- Origin: Waltham, Massachusetts, US
- Genres: Hard rock, power pop
- Years active: 2001–2008, 2019–present
- Labels: Island, RCA
- Members: Noelle LeBlanc Mike Woods Michael Vazquez Luke Mangini Mike Scrima
- Past members: Dustin Hengst Dave Pino Adam Rourke Bryce Martin

= Damone (band) =

American hard rock/glam metal band

Damone is an American rock band. The band originated in Waltham, a city located just west of Boston, Massachusetts and consisted of Noelle LeBlanc (vocals/guitar), Mike Woods (guitar), Michael Vazquez (bass guitar) and Dustin Hengst (drums).

==History==
The band was formed by Adam Rourke and then-teenage singer/guitarist Noelle LeBlanc. The band was originally known as Noelle, and released an album called This Summer under that name, which was later re-recorded as From the Attic.

Damone released their first album, From the Attic, on RCA in 2003. Original lead guitarist Dave Pino left the band some time in 2004, being replaced by Mike Woods from Boston.

While working on new material, the band was dropped from its label after requesting to be released. They were quickly picked up by Island Def-Jam Records.

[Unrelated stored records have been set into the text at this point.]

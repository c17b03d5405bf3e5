//! Feature schema definitions
//!
//! The schema is the ordered contract between raw records and numeric
//! feature vectors. Every vector produced or consumed by a model has exactly
//! `schema.len()` entries, in schema order. A schema is fixed at fit time and
//! travels inside the model artifact.

use crate::record::{coerce_category, coerce_number, RawRecord};
use crate::{Error, Result};
use serde::{Deserialize, Serialize};
use std::collections::HashSet;

/// Subjects a student can mark as mastered (0/1 flags) in the survey pipeline
pub const MASTERY_SUBJECTS: [&str; 10] = [
    "matematika",
    "fisika",
    "kimia",
    "biologi",
    "b_indonesia",
    "b_inggris",
    "sejarah",
    "geografi",
    "informatika",
    "seni_budaya",
];

/// Interest scores in [0, 1] in the survey pipeline
pub const INTEREST_FIELDS: [&str; 4] = ["minat_ipa", "minat_ips", "minat_bahasa", "minat_seni"];

/// Raw academic scores (0-100) in the database pipeline
pub const ACADEMIC_SCORE_FIELDS: [&str; 17] = [
    "matematika",
    "bahasa_indonesia",
    "bahasa_inggris",
    "fisika",
    "kimia",
    "biologi",
    "sejarah",
    "geografi",
    "ekonomi",
    "sosiologi",
    "pkn",
    "seni_budaya",
    "prakarya",
    "pjok",
    "peminatan_1",
    "peminatan_2",
    "rata_rata_keseluruhan",
];

pub const GENDER_FIELD: &str = "jenis_kelamin";

/// Fill value for an absent mastery flag
pub const DEFAULT_MASTERY: f64 = 0.0;
/// Fill value for an absent interest score
pub const DEFAULT_INTEREST: f64 = 0.0;
/// Fill value for an absent academic score or confidence level
pub const DEFAULT_ACADEMIC_SCORE: f64 = 75.0;
pub const DEFAULT_COLLEGE_PLAN: &str = "Iya";
pub const DEFAULT_MAJOR_CATEGORY: &str = "Unknown";

fn default_version() -> u32 {
    1
}

/// Ordered feature schema
#[derive(Debug, Clone, Serialize, Deserialize, PartialEq)]
pub struct FeatureSchema {
    /// Schema version for future compatibility
    #[serde(default = "default_version")]
    pub version: u32,

    /// Features in vector order
    pub features: Vec<FeatureDef>,
}

impl FeatureSchema {
    pub fn new(features: Vec<FeatureDef>) -> Self {
        Self {
            version: 1,
            features,
        }
    }

    /// Primary pipeline: gender, ten mastery flags, four interest scores.
    pub fn student_survey() -> Self {
        let mut features = Vec::with_capacity(1 + MASTERY_SUBJECTS.len() + INTEREST_FIELDS.len());
        features.push(FeatureDef::categorical(GENDER_FIELD));
        features.extend(
            MASTERY_SUBJECTS
                .iter()
                .map(|name| FeatureDef::ordinal(*name).with_default_number(DEFAULT_MASTERY)),
        );
        features.extend(INTEREST_FIELDS.iter().map(|name| {
            FeatureDef::continuous(*name)
                .with_range(0.0, 1.0)
                .with_default_number(DEFAULT_INTEREST)
        }));
        Self::new(features)
    }

    /// Database pipeline: gender, seventeen raw scores, college plan,
    /// major category and confidence level.
    pub fn academic_record() -> Self {
        let mut features = Vec::with_capacity(1 + ACADEMIC_SCORE_FIELDS.len() + 3);
        features.push(FeatureDef::categorical(GENDER_FIELD));
        features.extend(ACADEMIC_SCORE_FIELDS.iter().map(|name| {
            FeatureDef::continuous(*name)
                .with_range(0.0, 100.0)
                .with_default_number(DEFAULT_ACADEMIC_SCORE)
        }));
        features.push(FeatureDef::categorical("rencana_kuliah").with_default_category(DEFAULT_COLLEGE_PLAN));
        features.push(FeatureDef::categorical("kategori_jurusan").with_default_category(DEFAULT_MAJOR_CATEGORY));
        features.push(
            FeatureDef::continuous("tingkat_keyakinan")
                .with_range(0.0, 100.0)
                .with_default_number(DEFAULT_ACADEMIC_SCORE),
        );
        Self::new(features)
    }

    /// Load a schema definition from a JSON file
    pub fn from_json_file(path: impl AsRef<std::path::Path>) -> Result<Self> {
        let data = std::fs::read(path)?;
        let schema: FeatureSchema = serde_json::from_slice(&data)?;
        schema.validate()?;
        Ok(schema)
    }

    #[inline]
    pub fn len(&self) -> usize {
        self.features.len()
    }

    #[inline]
    pub fn is_empty(&self) -> bool {
        self.features.is_empty()
    }

    pub fn iter(&self) -> impl Iterator<Item = &FeatureDef> {
        self.features.iter()
    }

    pub fn names(&self) -> Vec<&str> {
        self.features.iter().map(|f| f.name.as_str()).collect()
    }

    pub fn position(&self, name: &str) -> Option<usize> {
        self.features.iter().position(|f| f.name == name)
    }

    pub fn get(&self, name: &str) -> Option<&FeatureDef> {
        self.features.iter().find(|f| f.name == name)
    }

    /// Indices of categorical features, in schema order
    pub fn categorical_indices(&self) -> Vec<usize> {
        self.features
            .iter()
            .enumerate()
            .filter(|(_, f)| f.kind == FeatureKind::Categorical)
            .map(|(i, _)| i)
            .collect()
    }

    pub fn validate(&self) -> Result<()> {
        if self.features.is_empty() {
            return Err(Error::InvalidConfig("schema cannot be empty".into()));
        }

        let mut seen = HashSet::with_capacity(self.features.len());
        for feature in &self.features {
            if feature.name.is_empty() {
                return Err(Error::InvalidConfig("feature name cannot be empty".into()));
            }
            if !seen.insert(feature.name.as_str()) {
                return Err(Error::InvalidConfig(format!(
                    "duplicate feature '{}'",
                    feature.name
                )));
            }
            feature.validate()?;
        }

        Ok(())
    }

    /// Resolve a raw record into typed values in schema order.
    ///
    /// Absent features take their declared default; an absent feature with
    /// no default is `InvalidInput`. Numeric values are clamped into the
    /// feature's range.
    pub fn resolve(&self, record: &RawRecord) -> Result<Vec<FieldValue>> {
        self.features
            .iter()
            .map(|feature| feature.resolve(record))
            .collect()
    }
}

/// Feature kind enumeration
#[derive(Debug, Clone, Copy, Serialize, Deserialize, PartialEq, Eq)]
#[serde(rename_all = "snake_case")]
pub enum FeatureKind {
    /// String value mapped to an integer code
    Categorical,
    /// Numeric flag, clamped to [0, 1]
    Ordinal01Score,
    /// Numeric score, optionally clamped to a declared range
    ContinuousScore,
}

/// Value used when a record omits a feature
#[derive(Debug, Clone, Serialize, Deserialize, PartialEq)]
#[serde(rename_all = "snake_case")]
pub enum FeatureDefault {
    Number(f64),
    Category(String),
}

#[derive(Debug, Clone, Copy, Serialize, Deserialize, PartialEq)]
pub struct ScoreRange {
    pub min: f64,
    pub max: f64,
}

impl ScoreRange {
    #[inline]
    pub fn clamp(&self, x: f64) -> f64 {
        x.max(self.min).min(self.max)
    }
}

/// A single feature of the schema
#[derive(Debug, Clone, Serialize, Deserialize, PartialEq)]
pub struct FeatureDef {
    pub name: String,

    #[serde(rename = "type")]
    pub kind: FeatureKind,

    /// Fill value for absent input; `None` makes the feature required
    #[serde(default)]
    pub default: Option<FeatureDefault>,

    /// Clamp range for numeric features
    #[serde(default)]
    pub range: Option<ScoreRange>,
}

impl FeatureDef {
    /// Create a required categorical feature
    pub fn categorical(name: impl Into<String>) -> Self {
        Self {
            name: name.into(),
            kind: FeatureKind::Categorical,
            default: None,
            range: None,
        }
    }

    /// Create a required 0/1 flag
    pub fn ordinal(name: impl Into<String>) -> Self {
        Self {
            name: name.into(),
            kind: FeatureKind::Ordinal01Score,
            default: None,
            range: None,
        }
    }

    /// Create a required continuous score
    pub fn continuous(name: impl Into<String>) -> Self {
        Self {
            name: name.into(),
            kind: FeatureKind::ContinuousScore,
            default: None,
            range: None,
        }
    }

    #[must_use]
    pub fn with_default_number(mut self, value: f64) -> Self {
        self.default = Some(FeatureDefault::Number(value));
        self
    }

    #[must_use]
    pub fn with_default_category(mut self, value: impl Into<String>) -> Self {
        self.default = Some(FeatureDefault::Category(value.into()));
        self
    }

    #[must_use]
    pub fn with_range(mut self, min: f64, max: f64) -> Self {
        self.range = Some(ScoreRange { min, max });
        self
    }

    #[inline]
    pub fn is_required(&self) -> bool {
        self.default.is_none()
    }

    /// Range applied to numeric input. Flags are always bounded to [0, 1].
    pub fn effective_range(&self) -> Option<ScoreRange> {
        match self.kind {
            FeatureKind::Categorical => None,
            FeatureKind::Ordinal01Score => Some(self.range.unwrap_or(ScoreRange { min: 0.0, max: 1.0 })),
            FeatureKind::ContinuousScore => self.range,
        }
    }

    fn validate(&self) -> Result<()> {
        match (&self.kind, &self.default) {
            (FeatureKind::Categorical, Some(FeatureDefault::Number(_))) => {
                return Err(Error::InvalidConfig(format!(
                    "categorical feature '{}' needs a category default",
                    self.name
                )));
            }
            (FeatureKind::Ordinal01Score | FeatureKind::ContinuousScore, Some(FeatureDefault::Category(_))) => {
                return Err(Error::InvalidConfig(format!(
                    "numeric feature '{}' needs a numeric default",
                    self.name
                )));
            }
            (_, Some(FeatureDefault::Number(x))) if !x.is_finite() => {
                return Err(Error::InvalidConfig(format!(
                    "feature '{}' has a non-finite default",
                    self.name
                )));
            }
            _ => {}
        }

        if let Some(range) = self.range {
            if self.kind == FeatureKind::Categorical {
                return Err(Error::InvalidConfig(format!(
                    "categorical feature '{}' cannot declare a range",
                    self.name
                )));
            }
            if !range.min.is_finite() || !range.max.is_finite() || range.min > range.max {
                return Err(Error::InvalidConfig(format!(
                    "feature '{}' has an invalid range [{}, {}]",
                    self.name, range.min, range.max
                )));
            }
        }

        Ok(())
    }

    fn resolve(&self, record: &RawRecord) -> Result<FieldValue> {
        let value = match (record.get(&self.name), &self.default) {
            (Some(raw), _) => match self.kind {
                FeatureKind::Categorical => FieldValue::Category(coerce_category(&self.name, raw)?),
                _ => FieldValue::Number(coerce_number(&self.name, raw)?),
            },
            (None, Some(FeatureDefault::Number(x))) => FieldValue::Number(*x),
            (None, Some(FeatureDefault::Category(c))) => FieldValue::Category(c.clone()),
            (None, None) => {
                return Err(Error::InvalidInput(format!(
                    "missing required field: {}",
                    self.name
                )));
            }
        };

        Ok(match (value, self.effective_range()) {
            (FieldValue::Number(x), Some(range)) => FieldValue::Number(range.clamp(x)),
            (value, _) => value,
        })
    }
}

/// A typed, schema-resolved value
#[derive(Debug, Clone, PartialEq)]
pub enum FieldValue {
    Number(f64),
    Category(String),
}

impl FieldValue {
    pub fn as_number(&self) -> Option<f64> {
        match self {
            FieldValue::Number(x) => Some(*x),
            FieldValue::Category(_) => None,
        }
    }

    pub fn as_category(&self) -> Option<&str> {
        match self {
            FieldValue::Category(c) => Some(c),
            FieldValue::Number(_) => None,
        }
    }
}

Damone released their second LP, Out Here All Night, on iTunes in early 2006, with the CD version released on May 23, 2006. There was heavy rotation of the song "Out Here All Night", and the band toured extensively throughout the Americas, Canada, Asia & Europe.

Damone released their third album, Roll the Dice, in 2008. They then toured the UK as support to the Wildhearts.

The band's song "Revolution" is the official anthem for the New England Revolution of Major League Soccer.

In 2012 Candlebox covered "Out Here All Night" on their album Love Stories & Other Musings.

On December 8, 2011, the band's drummer, Dustin Hengst, died at the age of 39 from liver and kidney failure.

In April 2019, Damone announced they would reunite for two shows in Boston that July.

==Discography==

===Albums===
- This Summer (2002) (as Noelle)
- From the Attic (2003)
- Out Here All Night (2006) #168 Billboard 200
- Roll the Dice (2008)

===Singles===
- "Frustrated Unnoticed" (2002) (as Noelle)
- "Frustrated Unnoticed" (re-release) (2003)
- "Out Here All Night" (2006) #32 Billboard Hot Modern Rock Tracks
- "Everybody Wants You" (2006)
- "Roll the Dice" (2008)

==Band members==
- Noelle LeBlanc (lead vocals, guitar)
- Mike Woods (lead guitars, vocals)
- Vazquez (bass guitar, vocals)
- Luke Mangini (drums)
- Mike Scrima (keys)

==Previous members==
- Dave Pino (guitar)
- Adam Rourke (drummer/engineer/producer)
- Bryce Martin (guitar)
- Dustin Hengst (drums; died 2011)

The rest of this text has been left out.